Simbiosi. Piero non era mai salito su un cavallo, qui ha scoperto che è «un animale meraviglioso. Ci si entra in simbiosi – spiega –. E si capisce che ti aiuta nella tua riabilitazione fisica e non solo, mi ha aiutato anche psicologicamente. Perché capisci che sta lavorando per te, lo percepisci proprio, che se necessario si ferma, rispetta i tuoi tempi, t’aspetta...». Non è ancora fuori del tutto, Piero, dalle conseguenze dell’incubo Covid, però «già avere recuperato fisicamente per me è una grande vittoria contro un mostro così brutto».

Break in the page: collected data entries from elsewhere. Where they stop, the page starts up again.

//! # Network Transport
//!
//! Raw TCP printing, the "port 9100" / JetDirect interface found on
//! Ethernet and Wi-Fi receipt printers. Bytes are written to the socket
//! unmodified.

use std::time::Duration;

use async_trait::async_trait;
use tokio::io::AsyncWriteExt;
use tokio::net::TcpStream;

use super::Transport;
use crate::error::ReciboError;

/// Raw printing port used when the address has none.
pub const DEFAULT_PORT: u16 = 9100;

/// Default connect timeout (seconds)
const CONNECT_TIMEOUT_SECS: u64 = 5;

#[derive(Debug)]
pub struct NetworkTransport {
    addr: String,
    stream: Option<TcpStream>,
    connect_timeout: Duration,
}

impl NetworkTransport {
    /// `addr` is `host` or `host:port`; a bare host uses [`DEFAULT_PORT`].
    pub fn new(addr: impl Into<String>) -> Self {
        Self {
            addr: with_default_port(addr.into()),
            stream: None,
            connect_timeout: Duration::from_secs(CONNECT_TIMEOUT_SECS),
        }
    }

    pub fn addr(&self) -> &str {
        &self.addr
    }

    pub fn set_connect_timeout(&mut self, timeout: Duration) {
        self.connect_timeout = timeout;
    }
}

fn with_default_port(addr: String) -> String {
    if addr.starts_with('[') {
        if addr.contains("]:") {
            addr
        } else {
            format!("{}:{}", addr, DEFAULT_PORT)
        }
    } else {
        match addr.matches(':').count() {
            0 => format!("{}:{}", addr, DEFAULT_PORT),
            1 => addr,
            // Bare IPv6 literal
            _ => format!("[{}]:{}", addr, DEFAULT_PORT),
        }
    }
}

#[async_trait]
impl Transport for NetworkTransport {
    async fn open(&mut self) -> Result<(), ReciboError> {
        let connect = TcpStream::connect(self.addr.as_str());
        let stream = tokio::time::timeout(self.connect_timeout, connect)
            .await
            .map_err(|_| {
                ReciboError::Transport(format!("Connect to {} timed out", self.addr))
            })?
            .map_err(|e| ReciboError::Transport(format!("Connect to {} failed: {}", self.addr, e)))?;

        stream.set_nodelay(true)?;
        tracing::debug!(addr = %self.addr, "network transport connected");
        self.stream = Some(stream);
        Ok(())
    }

    async fn write(&mut self, data: &[u8]) -> Result<(), ReciboError> {
        let stream = self.stream.as_mut().ok_or(ReciboError::NotConnected)?;
        stream
            .write_all(data)
            .await
            .map_err(|e| ReciboError::Transport(format!("Write to {} failed: {}", self.addr, e)))?;
        tracing::debug!(bytes = data.len(), "network transport wrote");
        Ok(())
    }

    async fn close(&mut self) -> Result<(), ReciboError> {
        if let Some(mut stream) = self.stream.take() {
            stream.shutdown().await.map_err(|e| {
                ReciboError::Transport(format!("Shutdown of {} failed: {}", self.addr, e))
            })?;
            tracing::debug!(addr = %self.addr, "network transport closed");
        }
        Ok(())
    }
}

Aiuto motorio e psicologico. La terapia con il cavallo, oltre a quella tradizionale, qui serve a riabilitare i pazienti neurologici e da un anno anche quelli post Covid. «La prima parte del lavoro è a terra, ad esempio spazzolando il cavallo – spiega Giorgia De Santis, infermiera –, poi prosegue con la messa in sella». Lavoro che «serve a livello motorio e psicologico, per la fiducia in se stessi e negli altri». E alla fine di ogni incontro, prima d’andar via, il paziente dà uno zuccherino al cavallo. Che non lo rifiuta mai...

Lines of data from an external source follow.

//! # Printer Transport Layer
//!
//! The [`Printer`](crate::printer::Printer) only accumulates bytes. Getting
//! them to the device is the job of a [`Transport`].
//!
//! ## Available Transports
//!
//! - [`device`]: Serial/USB/Bluetooth device nodes or plain files
//! - [`network`]: Raw TCP printing (port 9100)
//! - [`memory`]: In-memory capture for tests and dry runs
//!
//! Transports are opened and closed explicitly. A write on a transport
//! that is not open fails with [`ReciboError::NotConnected`]. Nothing here
//! retries; a failed write is reported to the caller as-is.

pub mod device;
pub mod memory;
pub mod network;

use async_trait::async_trait;

use crate::error::ReciboError;

pub use device::DeviceTransport;
pub use memory::MemoryTransport;
pub use network::NetworkTransport;

/// Byte sink for a printer session.
#[async_trait]
pub trait Transport: Send {
    /// Establish the connection.
    async fn open(&mut self) -> Result<(), ReciboError>;

    /// Send `data` and wait until it has been handed to the OS.
    async fn write(&mut self, data: &[u8]) -> Result<(), ReciboError>;

    /// Tear the connection down.
    async fn close(&mut self) -> Result<(), ReciboError>;
}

«La annusò e si mise a sua disposizione». Già, ma come fa un cavallo a innescare tutto questo? Sembra strano eppure non lo è. Valentina Zinicola, fisioterapista dell’Associazione onlus monsignor Azelio Manzetti, alla quale è affidata l’ippoterapia al San Giovanni Battista, lo racconta ancora emozionandosi: «Seguivamo una donna ormai terminale con una grande passione per i cavalli. Abbiamo deciso di tentare il trattamento con l’ippoterapia e la risposta è stata spettacolare, neanche noi ce l’aspettavamo. Subito, la prima volta che la cavalla incontrò questa donna, la annusò, e da quel momento si mise a sua disposizione, lasciandosi accarezzare, restando completamente ferma, senza neppure scacciarsi le mosche». Anche Valentina è certa: «Questa terapia porta davvero grandi benefici, è una cosa meravigliosa».

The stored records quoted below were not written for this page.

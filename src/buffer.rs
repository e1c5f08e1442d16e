//! # Growable Byte Buffer
//!
//! An append-only accumulator for printer command bytes. Every encoding call
//! on [`Printer`](crate::printer::Printer) lands here; a flush drains it and
//! hands the bytes to the transport.
//!
//! ## Growth
//!
//! When a write does not fit, capacity doubles (or grows by the required
//! increment if that is larger). Capacity is never given back: draining and
//! clearing only reset the used length, so a session that prints receipts
//! of similar size stops allocating after the first one.
//!
//! ```
//! use recibo::buffer::ByteBuffer;
//!
//! let mut buf = ByteBuffer::new();
//! buf.write_u8(0x1B);
//! buf.write_bytes(b"@");
//! buf.write_u16_le(576);
//!
//! assert_eq!(buf.drain(), vec![0x1B, 0x40, 0x40, 0x02]);
//! assert!(buf.drain().is_empty());
//! ```

use crate::protocol::commands::u16_le;

/// Capacity reserved on the first write.
const INITIAL_CAPACITY: usize = 1024;

/// Append-only byte accumulator with drain/clear semantics.
#[derive(Debug, Default, Clone)]
pub struct ByteBuffer {
    data: Vec<u8>,
}

impl ByteBuffer {
    /// Create an empty buffer. No allocation happens until the first write.
    pub fn new() -> Self {
        Self { data: Vec::new() }
    }

    /// Create an empty buffer with room for `capacity` bytes.
    pub fn with_capacity(capacity: usize) -> Self {
        Self {
            data: Vec::with_capacity(capacity),
        }
    }

    /// Number of bytes written since the last drain or clear.
    #[inline]
    pub fn len(&self) -> usize {
        self.data.len()
    }

    #[inline]
    pub fn is_empty(&self) -> bool {
        self.data.is_empty()
    }

    /// Bytes currently allocated.
    #[inline]
    pub fn capacity(&self) -> usize {
        self.data.capacity()
    }

    /// View the pending bytes without draining them.
    #[inline]
    pub fn as_slice(&self) -> &[u8] {
        &self.data
    }

    /// Append one byte.
    #[inline]
    pub fn write_u8(&mut self, byte: u8) {
        self.grow_for(1);
        self.data.push(byte);
    }

    /// Append a sequence of bytes in order.
    pub fn write_bytes(&mut self, bytes: &[u8]) {
        self.grow_for(bytes.len());
        self.data.extend_from_slice(bytes);
    }

    /// Append `value` as two little-endian bytes `[low, high]`.
    #[inline]
    pub fn write_u16_le(&mut self, value: u16) {
        self.write_bytes(&u16_le(value));
    }

    /// Take every byte written since construction or the last drain.
    ///
    /// The used length resets to zero; capacity is kept for reuse.
    pub fn drain(&mut self) -> Vec<u8> {
        self.data.drain(..).collect()
    }

    /// Discard pending bytes without returning them.
    pub fn clear(&mut self) {
        self.data.clear();
    }

    /// Ensure room for `additional` more bytes using the doubling policy.
    fn grow_for(&mut self, additional: usize) {
        let required = self.data.len() + additional;
        let capacity = self.data.capacity();
        if required <= capacity {
            return;
        }
        let target = (capacity * 2).max(required).max(INITIAL_CAPACITY);
        self.data.reserve_exact(target - self.data.len());
    }
}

Il periodo buio. Se Piero non era mai salito a cavallo, Barbara Pennese ne aveva proprio paura: «Mi ha aiutato molto. Ho superato la paura e mi ha aiutato anche psicologicamente». Oltre al coronavirus, «vengo da un momento difficile – continua –, è morto mio fratello, è morta mia mamma». La aiutano a montare e poi «sopra il cavallo mi sento libera, sento me stessa». Non è facile, per niente. Lo ripete Anna Paola Santaroni, la direttrice genera- le dell’Ospedale San Giovanni Battista: «Chi ha avuto il Covid ha vissuto un periodo buio della sua vita, lo so, l’ho avuto anch’io, e anch’io sono stata ricoverata».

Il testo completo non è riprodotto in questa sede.